High Performance Computing in Bioinformatics

Dates: March 14-25, 2022

Location: University of Oslo.

Course code: INF9380, see  UiO course page here for course schedule, course material and practical information

Organisers: Torbjørn Rognes, Abdulrahman Azab, Arvind Sundaram

Invited lecturers:

Marrti Louhivuori & Jussi Enkovaara, CSC (IT Center for Science), Finland.

Abdulrahman Azab, Chief Engineer, University Centre for Information Technology, UiO.

Arvind Sundaram, Research scientist, Norwegian Sequencing Centre, Oslo University Hospital.

Bjørn-Helge Mevik, Darren Starr, Leon Charl du Toit, Marcin Krotkiewski, Maiken Pedersen, Ole Widar Saastad, Sabry Razick, USIT, UiO

Credits: 5 ECTS

Important notes about earning credits at UiO:

PhD students not at the University of Oslo (UiO) who wish to earn credits for the course must apply for status as a visiting PhD candidate within 15th December 2021. Click here for more information. For NORBIS participants we have and extended deadline to 18th February 2022 and you have to send the following information to contact-norbis@uib.no

Your name (first name and surname)
-Norwegian national id number (11-digits). If you don’t have one, please send your date of birth
-Citizenship
-e-mail address
-Address
-Post code/City
-Telephone
-official documentation of your admission to a PhD programme
-confirmation from your supervisor/administration that the course(s) you wish to follow will be included as part of the training component in your PhD programme
-International applicants are encouraged to also enclose a Letter of Recommendation from a professor/research group at the University of Oslo

This require a lot of extra work for all parties, so we encourage you to apply directly to UiO within 15th December. The application form for visiting PhD students is opened 15th November and you find it here. All students should register for the course using Studentweb at UiO. In addition, you should also register for the course at NORBIS. The number of slots is limited to 30.Contact us at contact-norbis@uib.no if you need credits and missed this.

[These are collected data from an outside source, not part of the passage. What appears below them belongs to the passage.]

use std::collections::HashSet;

/// Split characters besides whitespace. `+`, `#` and inner `.` are kept so
/// terms like `C++`, `C#` and `Node.js` survive.
const SEPARATORS: &[char] = &[
    ',', ';', ':', '!', '?', '(', ')', '[', ']', '{', '}', '<', '>', '"', '\'', '`', '/', '\\',
    '|', '*', '=', '„', '“', '”', '‚', '‘', '’', '«', '»',
];

/// Deliberately small: dropping a real search term is worse than keeping a filler word.
const STOPWORDS: &[&str] = &[
    "a", "an", "the", "and", "or", "of", "for", "with", "to", "und", "oder", "der", "die",
    "das", "mit", "für", "von", "zu",
];

pub fn tokenize(text: &str) -> Vec<String> {
    text.split(|c: char| c.is_whitespace() || SEPARATORS.contains(&c))
        .map(|token| token.trim_matches('.'))
        .filter(|token| token.chars().any(char::is_alphanumeric))
        .map(String::from)
        .collect()
}

/// Case-insensitive de-duplication keeping the first spelling seen.
pub fn unique(tokens: Vec<String>) -> Vec<String> {
    let mut seen = HashSet::new();
    tokens
        .into_iter()
        .filter(|token| seen.insert(token.to_lowercase()))
        .collect()
}

pub fn is_stopword(token: &str) -> bool {
    STOPWORDS.contains(&token.to_lowercase().as_str())
}

#[cfg(test)]
mod tests {
    use super::*;

    #[test]
    fn test_tokenize_splits_on_whitespace_and_punctuation() {
        let tokens = tokenize("Buyer (m/w/d), Einkauf; \"SAP\" - Hamburg.");
        assert_eq!(tokens, vec!["Buyer", "m", "w", "d", "Einkauf", "SAP", "Hamburg"]);
    }

    #[test]
    fn test_tokenize_keeps_technology_spellings() {
        let tokens = tokenize("C++ C# Node.js .NET");
        assert_eq!(tokens, vec!["C++", "C#", "Node.js", "NET"]);
    }

    #[test]
    fn test_unique_keeps_first_spelling() {
        let tokens = unique(vec![
            "Java".to_string(),
            "java".to_string(),
            "Spring".to_string(),
            "JAVA".to_string(),
        ]);
        assert_eq!(tokens, vec!["Java", "Spring"]);
    }

    #[test]
    fn test_stopwords_in_both_languages() {
        assert!(is_stopword("The"));
        assert!(is_stopword("und"));
        assert!(is_stopword("FÜR"));
        assert!(!is_stopword("in"));
        assert!(!is_stopword("Berlin"));
    }
}
use anyhow::{Context, Result};
use sqlx::postgres::PgPoolOptions;
use sqlx::PgPool;
use tracing::info;

/// Schema statements, run one at a time. Each is safe to re-run.
const SCHEMA: &[&str] = &[
    r#"
    CREATE TABLE IF NOT EXISTS search_requests (
        id                 UUID PRIMARY KEY,
        query_type         TEXT NOT NULL CHECK (query_type IN ('recruiting', 'lead_generation')),
        input_source       TEXT NOT NULL CHECK (input_source IN ('text', 'website', 'document')),
        input_text         TEXT,
        input_url          TEXT,
        document_reference TEXT,
        generated_query    TEXT,
        status             TEXT NOT NULL
                           CHECK (status IN ('new', 'processing', 'completed', 'failed', 'canceled')),
        progress           SMALLINT NOT NULL DEFAULT 0 CHECK (progress BETWEEN 0 AND 100),
        error_message      TEXT,
        attempt            INTEGER NOT NULL DEFAULT 0,
        created_at         TIMESTAMPTZ NOT NULL DEFAULT now(),
        updated_at         TIMESTAMPTZ NOT NULL DEFAULT now(),
        CHECK (generated_query IS NULL OR status = 'completed'),
        CHECK (error_message IS NULL OR status = 'failed')
    )
    "#,
    "CREATE INDEX IF NOT EXISTS search_requests_status_idx ON search_requests (status)",
];

/// Creates and returns a PostgreSQL connection pool.
pub async fn create_pool(database_url: &str) -> Result<PgPool> {
    info!("Connecting to PostgreSQL...");

    let pool = PgPoolOptions::new()
        .max_connections(10)
        .connect(database_url)
        .await?;

    info!("PostgreSQL connection pool established");
    Ok(pool)
}

/// Brings the schema up to date. Called once at startup; idempotent.
pub async fn init_schema(pool: &PgPool) -> Result<()> {
    for statement in SCHEMA {
        sqlx::query(statement)
            .execute(pool)
            .await
            .context("Failed to initialize search_requests schema")?;
    }
    info!("Database schema ready");
    Ok(())
}

#[cfg(test)]
mod tests {
    use super::*;

    #[test]
    fn test_schema_statements_are_idempotent() {
        for statement in SCHEMA {
            assert!(statement.contains("IF NOT EXISTS"), "{statement}");
        }
    }
}
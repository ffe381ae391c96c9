//! Status notifications. Clients may poll the request or subscribe to its
//! channel; every persisted change is published after the store write.

use async_trait::async_trait;
use redis::aio::MultiplexedConnection;
use redis::AsyncCommands;
use tracing::{debug, info, warn};
use uuid::Uuid;

use crate::models::search_request::{SearchRequest, SearchRequestView};

/// Channel a request's updates are published on.
pub fn channel_for(id: Uuid) -> String {
    format!("search_requests:{id}")
}

#[async_trait]
pub trait StatusNotifier: Send + Sync {
    /// Must not fail the caller; delivery problems are the notifier's concern.
    async fn notify(&self, request: &SearchRequest);
}

pub struct NoopNotifier;

#[async_trait]
impl StatusNotifier for NoopNotifier {
    async fn notify(&self, _request: &SearchRequest) {}
}

/// Publishes the request view as JSON over Redis pub/sub.
pub struct RedisNotifier {
    connection: MultiplexedConnection,
}

impl RedisNotifier {
    /// Opens the connection and checks it with PING so a bad `REDIS_URL`
    /// fails startup instead of the first publish.
    pub async fn connect(redis_url: &str) -> redis::RedisResult<Self> {
        let client = redis::Client::open(redis_url)?;
        let mut connection = client.get_multiplexed_async_connection().await?;
        let pong: String = redis::cmd("PING").query_async(&mut connection).await?;
        info!("Redis connection established ({pong})");
        Ok(Self { connection })
    }
}

#[async_trait]
impl StatusNotifier for RedisNotifier {
    async fn notify(&self, request: &SearchRequest) {
        let payload = match serde_json::to_string(&SearchRequestView::from(request)) {
            Ok(payload) => payload,
            Err(e) => {
                warn!("Failed to serialize status update for {}: {e}", request.id);
                return;
            }
        };

        let channel = channel_for(request.id);
        let mut connection = self.connection.clone();
        let published: redis::RedisResult<i64> = connection.publish(&channel, payload).await;
        match published {
            Ok(receivers) => debug!(
                "Published {} update on {channel} to {receivers} subscriber(s)",
                request.status
            ),
            Err(e) => warn!("Failed to publish status update on {channel}: {e}"),
        }
    }
}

Registration to NORBIS: Closed.

Evaluation: Practical student project (home exam) with hand-in of written report.

 

Course description

This course focuses on the application of high performance computing (HPC) to bioinformatics analysis. The main target is to provide a background on how to effectively use HPC clusters for running computationally or data intensive bioinformatics applications. The course will mainly include teaching students selected bioinformatics tools and workflows, and how to use HPC platforms to speed up and maximize the overall throughput of intensive bioinformatics analysis. This would include, e.g. how to optimize the use of available compute nodes, and how to adapt the application to the available resources on each compute node.The course will cover both how to efficiently use parallelism when writing your own programs, as well as how to adapt and wrap existing tools in a manner that efficiently exploits resources available on parallel architectures. The course will be identical to the University of Oslo course INF9380.

 

Course program

We are planning this as an intensive two weeks course with lectures and hands-on exercises 7 hours a day, Monday to Friday, 9-17, with a 1 hour lunch break. About half the time with lectures and the other half with exercises. In total lectures and exercises are estimated to 70 hours.

 

Self-study / reading of the curriculum is estimated to 30 hours. Preparation time for the written report (home exam) is estimated to 40 hours. The total time required for the course is estimated to 140 hours.

Overview of sessions planned:

– Introduction to High Performance Computing

– Hands on with server hardware – Performance efficiency analysis

– High performance scientific computing

– Code and data management with version control and hands-on

– Parallel programming

– Programming for HPC

– Introduction to resource demanding bioinformatics applications

– Bioinformatics workflows

– Parallel programming with R

– Workflows on supercomputers

– Virtualisation (cloud and containers)

– MPI with SLURM

– Galaxy

– Guided tour of supercomputer systems

 

 

Learning outcomes and competence

After finishing the course the students should know:

– Resource intensive bioinformatics tools for, e.g. assembly, mapping/alignment, and multiple alignment. This would include the use of command line tools and portal based tools, e.g. Galaxy.

– How those tools work, how this would influence the runtime, and the possibility of parallelising the computation.

– When to use parallelisation and distribution.

– The basic structure of HPC clusters, and how to run jobs on a cluster

– How to evaluate the use of resources on a cluster, and how to optimize the use of memory and CPUs

– How to write your own tools that works efficiently on parallel hardware

– How to adapt or write wrappers around existing tools to process large datasets efficiently using parallelisation

 

 

Prerequisites

Basic unix competence and basic knowledge of bioinformatics applications is required. Basic programming skills, preferably in Python. The university offers Software Carpentry workshops and other courses that enable participants to fulfil this requirement.